§ AVAILABLE DATA:
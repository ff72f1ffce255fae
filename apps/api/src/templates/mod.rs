//! Template registry — the static catalog of resume layout/style presets.
//!
//! Every lookup is a pure function over `'static` tables. Unknown template
//! names resolve to `Professional`.

pub mod recommendations;

use serde::{Deserialize, Serialize};

use crate::layout::font_metrics::FontFamily;

#[derive(Debug, Clone, Copy, PartialEq, Eq, Hash, Default, Serialize, Deserialize)]
#[serde(from = "String", into = "String")]
pub enum TemplateName {
    #[default]
    Professional,
    Modern,
    Executive,
    Technical,
    Creative,
}

impl TemplateName {
    pub const ALL: [TemplateName; 5] = [
        TemplateName::Professional,
        TemplateName::Modern,
        TemplateName::Executive,
        TemplateName::Technical,
        TemplateName::Creative,
    ];

    pub fn as_str(&self) -> &'static str {
        match self {
            TemplateName::Professional => "Professional",
            TemplateName::Modern => "Modern",
            TemplateName::Executive => "Executive",
            TemplateName::Technical => "Technical",
            TemplateName::Creative => "Creative",
        }
    }

    /// Case-insensitive lookup. Unknown names fall back to `Professional`.
    pub fn from_name(name: &str) -> Self {
        let name = name.trim();
        Self::ALL
            .into_iter()
            .find(|t| t.as_str().eq_ignore_ascii_case(name))
            .unwrap_or_default()
    }
}

impl From<String> for TemplateName {
    fn from(value: String) -> Self {
        Self::from_name(&value)
    }
}

impl From<TemplateName> for String {
    fn from(value: TemplateName) -> Self {
        value.as_str().to_string()
    }
}

/// An sRGB colour with 0–255 channels.
#[derive(Debug, Clone, Copy, PartialEq, Eq)]
pub struct Rgb(pub u8, pub u8, pub u8);

impl Rgb {
    /// Channels scaled to 0.0–1.0, as PDF colour operators expect.
    pub fn unit(&self) -> [f32; 3] {
        [
            self.0 as f32 / 255.0,
            self.1 as f32 / 255.0,
            self.2 as f32 / 255.0,
        ]
    }

    pub fn hex(&self) -> String {
        format!("#{:02X}{:02X}{:02X}", self.0, self.1, self.2)
    }
}

impl Serialize for Rgb {
    fn serialize<S: serde::Serializer>(&self, serializer: S) -> Result<S::Ok, S::Error> {
        serializer.serialize_str(&self.hex())
    }
}

#[derive(Debug, Clone, PartialEq, Serialize)]
pub struct Formatting {
    /// Display name of the typeface the preset asks for.
    pub font: &'static str,
    /// PDF base-14 family used to render it.
    pub family: FontFamily,
    pub header_color: Rgb,
    pub accent_color: Rgb,
    pub layout: &'static str,
}

#[derive(Debug, Clone, PartialEq, Serialize)]
pub struct TemplateInfo {
    pub name: TemplateName,
    pub description: &'static str,
    pub style: &'static str,
    pub best_for: &'static [&'static str],
}

#[derive(Debug, Clone, PartialEq, Serialize)]
pub struct TemplateStructure {
    pub sections: &'static [&'static str],
    pub formatting: Formatting,
}

/// Full catalog entry: description plus structure.
#[derive(Debug, Clone, PartialEq, Serialize)]
pub struct Template {
    #[serde(flatten)]
    pub info: TemplateInfo,
    #[serde(flatten)]
    pub structure: TemplateStructure,
}

pub fn template_info(name: TemplateName) -> TemplateInfo {
    match name {
        TemplateName::Professional => TemplateInfo {
            name,
            description: "Clean, traditional layout perfect for corporate environments and \
                established industries. Features clear section headers, consistent formatting, \
                and ATS-friendly structure.",
            style: "traditional",
            best_for: &["Corporate", "Finance", "Legal", "Healthcare", "Government"],
        },
        TemplateName::Modern => TemplateInfo {
            name,
            description: "Contemporary design with subtle visual elements. Balances \
                professionalism with modern aesthetics. Great for tech, marketing, and creative \
                industries.",
            style: "contemporary",
            best_for: &["Technology", "Marketing", "Design", "Startups", "Media"],
        },
        TemplateName::Executive => TemplateInfo {
            name,
            description: "Sophisticated layout designed for senior-level positions. Emphasizes \
                leadership experience and strategic accomplishments with elegant formatting.",
            style: "executive",
            best_for: &[
                "Executive",
                "Management",
                "Consulting",
                "Investment",
                "Leadership roles",
            ],
        },
        TemplateName::Technical => TemplateInfo {
            name,
            description: "Structured format optimized for technical roles. Provides clear \
                sections for technical skills, projects, and certifications. Highly scannable \
                for ATS systems.",
            style: "technical",
            best_for: &[
                "Software Engineering",
                "Data Science",
                "DevOps",
                "Cybersecurity",
                "Engineering",
            ],
        },
        TemplateName::Creative => TemplateInfo {
            name,
            description: "Balanced creative design that maintains professionalism. Includes \
                space for portfolio links and creative achievements while staying ATS-compliant.",
            style: "creative",
            best_for: &[
                "Graphic Design",
                "UX/UI",
                "Content Creation",
                "Advertising",
                "Arts",
            ],
        },
    }
}

pub fn template_structure(name: TemplateName) -> TemplateStructure {
    match name {
        TemplateName::Professional => TemplateStructure {
            sections: &[
                "contact_info",
                "professional_summary",
                "work_experience",
                "education",
                "skills",
                "certifications",
            ],
            formatting: Formatting {
                font: "Arial",
                family: FontFamily::Helvetica,
                header_color: Rgb(0x2C, 0x3E, 0x50),
                accent_color: Rgb(0x34, 0x49, 0x5E),
                layout: "single_column",
            },
        },
        TemplateName::Modern => TemplateStructure {
            sections: &[
                "contact_info",
                "professional_summary",
                "technical_skills",
                "work_experience",
                "education",
                "projects",
            ],
            formatting: Formatting {
                font: "Calibri",
                family: FontFamily::Helvetica,
                header_color: Rgb(0x34, 0x98, 0xDB),
                accent_color: Rgb(0x29, 0x80, 0xB9),
                layout: "single_column",
            },
        },
        TemplateName::Executive => TemplateStructure {
            sections: &[
                "contact_info",
                "executive_summary",
                "core_competencies",
                "professional_experience",
                "leadership_achievements",
                "education",
                "board_positions",
            ],
            formatting: Formatting {
                font: "Times New Roman",
                family: FontFamily::Times,
                header_color: Rgb(0x1C, 0x28, 0x33),
                accent_color: Rgb(0x2C, 0x3E, 0x50),
                layout: "single_column",
            },
        },
        TemplateName::Technical => TemplateStructure {
            sections: &[
                "contact_info",
                "technical_summary",
                "technical_skills",
                "programming_languages",
                "work_experience",
                "projects",
                "education",
                "certifications",
            ],
            formatting: Formatting {
                font: "Arial",
                family: FontFamily::Helvetica,
                header_color: Rgb(0x16, 0xA0, 0x85),
                accent_color: Rgb(0x13, 0x8D, 0x75),
                layout: "single_column",
            },
        },
        TemplateName::Creative => TemplateStructure {
            sections: &[
                "contact_info",
                "creative_summary",
                "core_skills",
                "work_experience",
                "portfolio_highlights",
                "education",
                "awards",
            ],
            formatting: Formatting {
                font: "Helvetica",
                family: FontFamily::Helvetica,
                header_color: Rgb(0x8E, 0x44, 0xAD),
                accent_color: Rgb(0x7D, 0x3C, 0x98),
                layout: "single_column",
            },
        },
    }
}

/// Looks up a template by (possibly unknown) name.
pub fn get_template(name: &str) -> Template {
    let name = TemplateName::from_name(name);
    Template {
        info: template_info(name),
        structure: template_structure(name),
    }
}

/// The whole catalog in display order.
pub fn available_templates() -> Vec<Template> {
    TemplateName::ALL
        .into_iter()
        .map(|name| Template {
            info: template_info(name),
            structure: template_structure(name),
        })
        .collect()
}

#[cfg(test)]
mod tests {
    use super::*;

    #[test]
    fn test_catalog_has_five_templates() {
        let names: Vec<&str> = available_templates()
            .iter()
            .map(|t| t.info.name.as_str())
            .collect();
        assert_eq!(
            names,
            vec!["Professional", "Modern", "Executive", "Technical", "Creative"]
        );
    }

    #[test]
    fn test_unknown_name_falls_back_to_professional() {
        assert_eq!(TemplateName::from_name("Brutalist"), TemplateName::Professional);
        assert_eq!(get_template("Brutalist"), get_template("Professional"));
    }

    #[test]
    fn test_lookup_is_case_insensitive() {
        assert_eq!(TemplateName::from_name("  executive "), TemplateName::Executive);
    }

    #[test]
    fn test_lookup_is_idempotent() {
        let first = serde_json::to_value(get_template("Modern")).unwrap();
        let second = serde_json::to_value(get_template("Modern")).unwrap();
        assert_eq!(first, second);
    }

    #[test]
    fn test_executive_uses_serif_family() {
        let structure = template_structure(TemplateName::Executive);
        assert_eq!(structure.formatting.family, FontFamily::Times);
        assert_eq!(structure.formatting.header_color.hex(), "#1C2833");
    }

    #[test]
    fn test_template_name_deserializes_with_fallback() {
        let name: TemplateName = serde_json::from_str("\"creative\"").unwrap();
        assert_eq!(name, TemplateName::Creative);
        let name: TemplateName = serde_json::from_str("\"unheard-of\"").unwrap();
        assert_eq!(name, TemplateName::Professional);
        assert_eq!(serde_json::to_string(&name).unwrap(), "\"Professional\"");
    }
}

§ WORK TO BE COMPLETED: Check every line of the data above for the string "colour", and copy those that have it.

§ SOLUTION FOR THIS PROBLEM:
/// An sRGB colour with 0–255 channels.
    /// Channels scaled to 0.0–1.0, as PDF colour operators expect.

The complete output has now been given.